My focus on some listserv had been “energy slaves” which sounds like a very un-PC meme (not politically correct), and indeed I got in some trouble for continuing to bring it up.

I’m referring to the idea that automation, the industrial age, has done a lot to replace our need for brute force strength from any form of animal, humans included. We use machinery instead, the upshot being that the average human is served by many “human equivalents” but in the form of power lines, buses lines, infrastructure, kitchen appliances.

Speaking of kitchen appliances, a typical energy slave demo, relating human energy output to that of a toaster, puts a guy on a bicycle set up to make power.

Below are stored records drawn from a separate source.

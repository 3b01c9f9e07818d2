//! Volume lifecycle orchestration of the CSI controller.
//!
//! [`ScaleController`] turns CSI controller requests into sequences of connector calls. It holds
//! no process globals: the connectors, the in-flight request store, the path lock table and the
//! node mapping are all owned by the instance.
mod create;
mod delete;
mod publish;

use crate::{
    csi::{volume_capability, VolumeCapability},
    limiter::{InflightEntry, InflightStore},
    node_mapping::NodeMapping,
    path_lock::PathLock,
    scale::{ConnectorError, ConnectorMap, ScaleConnector},
    store::MemStore,
};
use std::sync::Arc;
use tonic::Status;

/// Behaviour switches of the controller.
#[derive(Debug, Clone, Default)]
pub struct ControllerOptions {
    /// Never mount filesystems on nodes, fail instead.
    pub skip_mount_unmount: bool,
    /// Prefix of the default consistency group of advanced volumes.
    pub cg_prefix: Option<String>,
    /// Replaces the leading `pvc` of volume names.
    pub volume_name_prefix: Option<String>,
}

/// Where the primary cluster keeps the volume symlinks.
#[derive(Debug, Clone, PartialEq, Eq)]
pub struct PrimaryInfo {
    /// Id of the primary cluster.
    pub cluster_id: String,
    /// The primary filesystem, as named on the primary cluster.
    pub fs: String,
    /// Mount point of the primary filesystem.
    pub mount_point: String,
    /// The primary fileset.
    pub fileset: String,
    /// Absolute path of the directory holding the volume symlinks.
    pub symlink_dir: String,
}

impl PrimaryInfo {
    /// The symlink directory, relative to the primary filesystem mount point.
    pub fn symlink_dir_relative(&self) -> &str {
        relative_to(&self.mount_point, &self.symlink_dir)
    }
    /// Absolute path of the symlink of a volume.
    pub fn symlink_path(&self, volume_name: &str) -> String {
        format!("{}/{volume_name}", self.symlink_dir.trim_end_matches('/'))
    }
    /// Path of the symlink of a volume relative to the primary filesystem mount point.
    pub fn symlink_relative(&self, volume_name: &str) -> String {
        join(self.symlink_dir_relative(), volume_name)
    }
}

/// The CSI controller core.
#[derive(Debug)]
pub struct ScaleController {
    connectors: ConnectorMap,
    primary: PrimaryInfo,
    inflight: Arc<InflightStore>,
    path_lock: PathLock,
    node_mapping: NodeMapping,
    options: ControllerOptions,
}

impl ScaleController {
    /// Create a controller tracking its in-flight requests in memory.
    pub fn new(
        connectors: ConnectorMap,
        primary: PrimaryInfo,
        node_mapping: NodeMapping,
        options: ControllerOptions,
    ) -> Self {
        Self {
            connectors,
            primary,
            inflight: Arc::new(MemStore::<String, InflightEntry>::new()),
            path_lock: PathLock::new(),
            node_mapping,
            options,
        }
    }

    /// Use another store for the in-flight create requests.
    pub fn with_inflight_store(mut self, store: Arc<InflightStore>) -> Self {
        self.inflight = store;
        self
    }

    /// The primary cluster settings.
    pub fn primary(&self) -> &PrimaryInfo {
        &self.primary
    }

    /// The path lock table.
    pub fn path_lock(&self) -> &PathLock {
        &self.path_lock
    }

    /// Whether the primary cluster answers. Only an unreachable cluster makes the driver not
    /// ready, any other failure will surface on the volume requests.
    pub async fn probe(&self) -> bool {
        let Ok(primary) = self.primary_connector() else {
            return false;
        };
        match primary.get_cluster_id().await {
            Err(error @ ConnectorError::Unreachable { .. }) => {
                tracing::error!(%error, "Primary cluster is not reachable");
                false
            }
            _ => true,
        }
    }

    fn primary_connector(&self) -> Result<Arc<dyn ScaleConnector>, Status> {
        self.connectors
            .primary()
            .ok_or_else(|| Status::internal("No connector for the primary cluster"))
    }

    /// The connector of the cluster owning a volume, the primary cluster by default.
    fn cluster_connector(
        &self,
        cluster_id: Option<&str>,
    ) -> Result<Arc<dyn ScaleConnector>, Status> {
        match cluster_id {
            None => self.primary_connector(),
            Some(id) if id == self.primary.cluster_id => self.primary_connector(),
            Some(id) => self.connectors.get(id).ok_or_else(|| {
                Status::invalid_argument(format!("Cluster '{id}' is not configured"))
            }),
        }
    }

    /// The name of the storage objects backing a volume.
    fn storage_name(&self, csi_name: &str) -> String {
        match (&self.options.volume_name_prefix, csi_name.strip_prefix("pvc")) {
            (Some(prefix), Some(rest)) if !prefix.is_empty() => format!("{prefix}{rest}"),
            _ => csi_name.to_string(),
        }
    }
}

/// Reject capabilities the driver cannot honour: block access and read only many.
fn check_volume_capabilities(capabilities: &[VolumeCapability]) -> Result<(), Status> {
    if capabilities.is_empty() {
        return Err(Status::invalid_argument("Volume capabilities are required"));
    }
    for capability in capabilities {
        if let Some(volume_capability::AccessType::Block(_)) = capability.access_type {
            return Err(Status::invalid_argument("Block access is not supported"));
        }
        if let Some(access_mode) = &capability.access_mode {
            let reader_only = volume_capability::access_mode::Mode::MultiNodeReaderOnly as i32;
            if access_mode.mode == reader_only {
                return Err(Status::invalid_argument(
                    "Volume access mode MULTI_NODE_READER_ONLY is not supported",
                ));
            }
        }
    }
    Ok(())
}

/// Strip the mount point from `path`, giving a path relative to the filesystem.
fn relative_to<'a>(mount_point: &str, path: &'a str) -> &'a str {
    let mount_point = mount_point.trim_end_matches('/');
    match path.strip_prefix(mount_point) {
        Some(rest) if rest.is_empty() || rest.starts_with('/') => rest.trim_start_matches('/'),
        _ => path.trim_start_matches('/'),
    }
}

/// Join two relative path components.
fn join(parent: &str, child: &str) -> String {
    let parent = parent.trim_matches('/');
    match parent.is_empty() {
        true => child.to_string(),
        false => format!("{parent}/{child}"),
    }
}

/// Wrap a connector failure with what was being done.
fn connector_error(error: ConnectorError, action: impl std::fmt::Display) -> Status {
    let status = Status::from(error);
    Status::new(status.code(), format!("Failed to {action}: {}", status.message()))
}

/// Treat a remote "already exists" failure as success.
fn ignore_already_exists(result: Result<(), ConnectorError>) -> Result<(), ConnectorError> {
    match result {
        Err(error) if error.is_already_exists() => Ok(()),
        result => result,
    }
}

/// Treat a remote "not found" failure as success.
fn ignore_not_found(result: Result<(), ConnectorError>) -> Result<(), ConnectorError> {
    match result {
        Err(error) if error.is_not_found() => Ok(()),
        result => result,
    }
}

#[cfg(test)]
mod tests {
    use super::*;
    use crate::csi::volume_capability::{access_mode::Mode, AccessMode, BlockVolume, MountVolume};

    fn capability(mode: Mode, block: bool) -> VolumeCapability {
        VolumeCapability {
            access_type: Some(match block {
                true => volume_capability::AccessType::Block(BlockVolume {}),
                false => volume_capability::AccessType::Mount(MountVolume::default()),
            }),
            access_mode: Some(AccessMode { mode: mode as i32 }),
        }
    }

    #[test]
    fn capabilities() {
        assert!(check_volume_capabilities(&[]).is_err());
        let writer = capability(Mode::MultiNodeMultiWriter, false);
        assert!(check_volume_capabilities(&[writer]).is_ok());
        assert!(check_volume_capabilities(&[capability(Mode::SingleNodeWriter, true)]).is_err());
        assert!(check_volume_capabilities(&[
            capability(Mode::SingleNodeWriter, false),
            capability(Mode::MultiNodeReaderOnly, false)
        ])
        .is_err());
    }

    #[test]
    fn paths() {
        assert_eq!(relative_to("/ibm/fs1", "/ibm/fs1/a/b"), "a/b");
        assert_eq!(relative_to("/ibm/fs1/", "/ibm/fs1"), "");
        assert_eq!(relative_to("/ibm/fs1", "/ibm/fs10/a"), "ibm/fs10/a");
        assert_eq!(join("", "pvc-1"), "pvc-1");
        assert_eq!(join("/a/b/", "pvc-1"), "a/b/pvc-1");

        let primary = PrimaryInfo {
            cluster_id: "1".into(),
            fs: "fs1".into(),
            mount_point: "/ibm/fs1".into(),
            fileset: "store".into(),
            symlink_dir: "/ibm/fs1/store/.volumes".into(),
        };
        assert_eq!(primary.symlink_dir_relative(), "store/.volumes");
        assert_eq!(primary.symlink_path("pvc-1"), "/ibm/fs1/store/.volumes/pvc-1");
        assert_eq!(primary.symlink_relative("pvc-1"), "store/.volumes/pvc-1");
    }

    #[test]
    fn storage_name() {
        let primary = PrimaryInfo {
            cluster_id: "1".into(),
            fs: "fs1".into(),
            mount_point: "/ibm/fs1".into(),
            fileset: "store".into(),
            symlink_dir: "/ibm/fs1/store/.volumes".into(),
        };
        let options = ControllerOptions {
            volume_name_prefix: Some("vol".into()),
            ..Default::default()
        };
        let controller = ScaleController::new(
            ConnectorMap::new(),
            primary,
            NodeMapping::default(),
            options,
        );
        assert_eq!(controller.storage_name("pvc-1234"), "vol-1234");
        assert_eq!(controller.storage_name("data-1234"), "data-1234");
        assert!(controller.primary_connector().is_err());
    }
}
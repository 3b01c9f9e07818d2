pub mod constants;
pub use constants::*;

pub mod bytes;
pub mod tracing_telemetry;

pub mod version;

pub use version::{raw_version_str, raw_version_string};
/// The CSI plugin's name.
pub use utils::csi_plugin_name;

/// The csi driver components.
pub use rpc::csi;

/// Cluster connection settings.
pub mod cluster_config;
/// Storage class parameters.
pub mod context;
/// Volume lifecycle orchestration.
pub mod controller;
/// Driver bootstrap.
pub mod driver;
/// Volume concurrency limiter.
pub mod limiter;
/// CSI node id to admin node name mapping.
pub mod node_mapping;
/// Per path create/delete exclusion.
pub mod path_lock;
/// Contains tools to advertise the same set of capabilities across different
/// CSI microservices.
pub mod plugin_capabilities;
/// Storage Scale cluster access.
pub mod scale;
/// Key/value stores for the controller bookkeeping.
pub mod store;
/// Unix socket serving helpers.
pub mod transport;
/// The volume id codec.
pub mod volume_id;

/// Volume parameters parsed from the storage class.
pub use context::{Parameters, VolumeSpec};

The amount of power it takes to make one piece of toast is more than most humans could muster, remembering what power means, on demand, versus building up batteries. Power = Energy / Time or Energy * Frequency.

energy slave demo

Dr. Bob Fuller took note of my First Person Physics and its connection to (a) “energy slaves” and (b) the idea of experiencing forces directly as a way of developing one’s internal calibration system. Go to a theme park and ride some roller coasters to get “acceleration” in a nutshell. I wouldn’t claim to be the originator of the idea and Dr. Fuller could have just taken it, but his training was to assist others by contributing positively to their careers, as he subsequently did to mine.

Dr. Robert Fuller

First Person Physics became an NSF grant title, with me as webmaster. I wasn’t being asked to pose as a physicist. Dr. Fuller already had a wide following and lots of respect. He had been an earlier follower of Piaget, and by the time I joined the scene, that was getting some backlash. However Physics had again been saved on another level, by converging the health care more successfully, with biology and biometrics. Nuclear medicine, MRIs, various kinds of sensor… bioengineering is physics for sure, and electronics, and computer science, and statistics…

In other words, regardless of whether Physics gets more Freudian and/or Jungian, with many saying its far too much that way already, I think the medical sciences form the basis for a kind of polymathy that draws positive elements from the Atomic Age, while moving away from destructive alchemy, i.e. the murderous devices that gave Physics a bad name.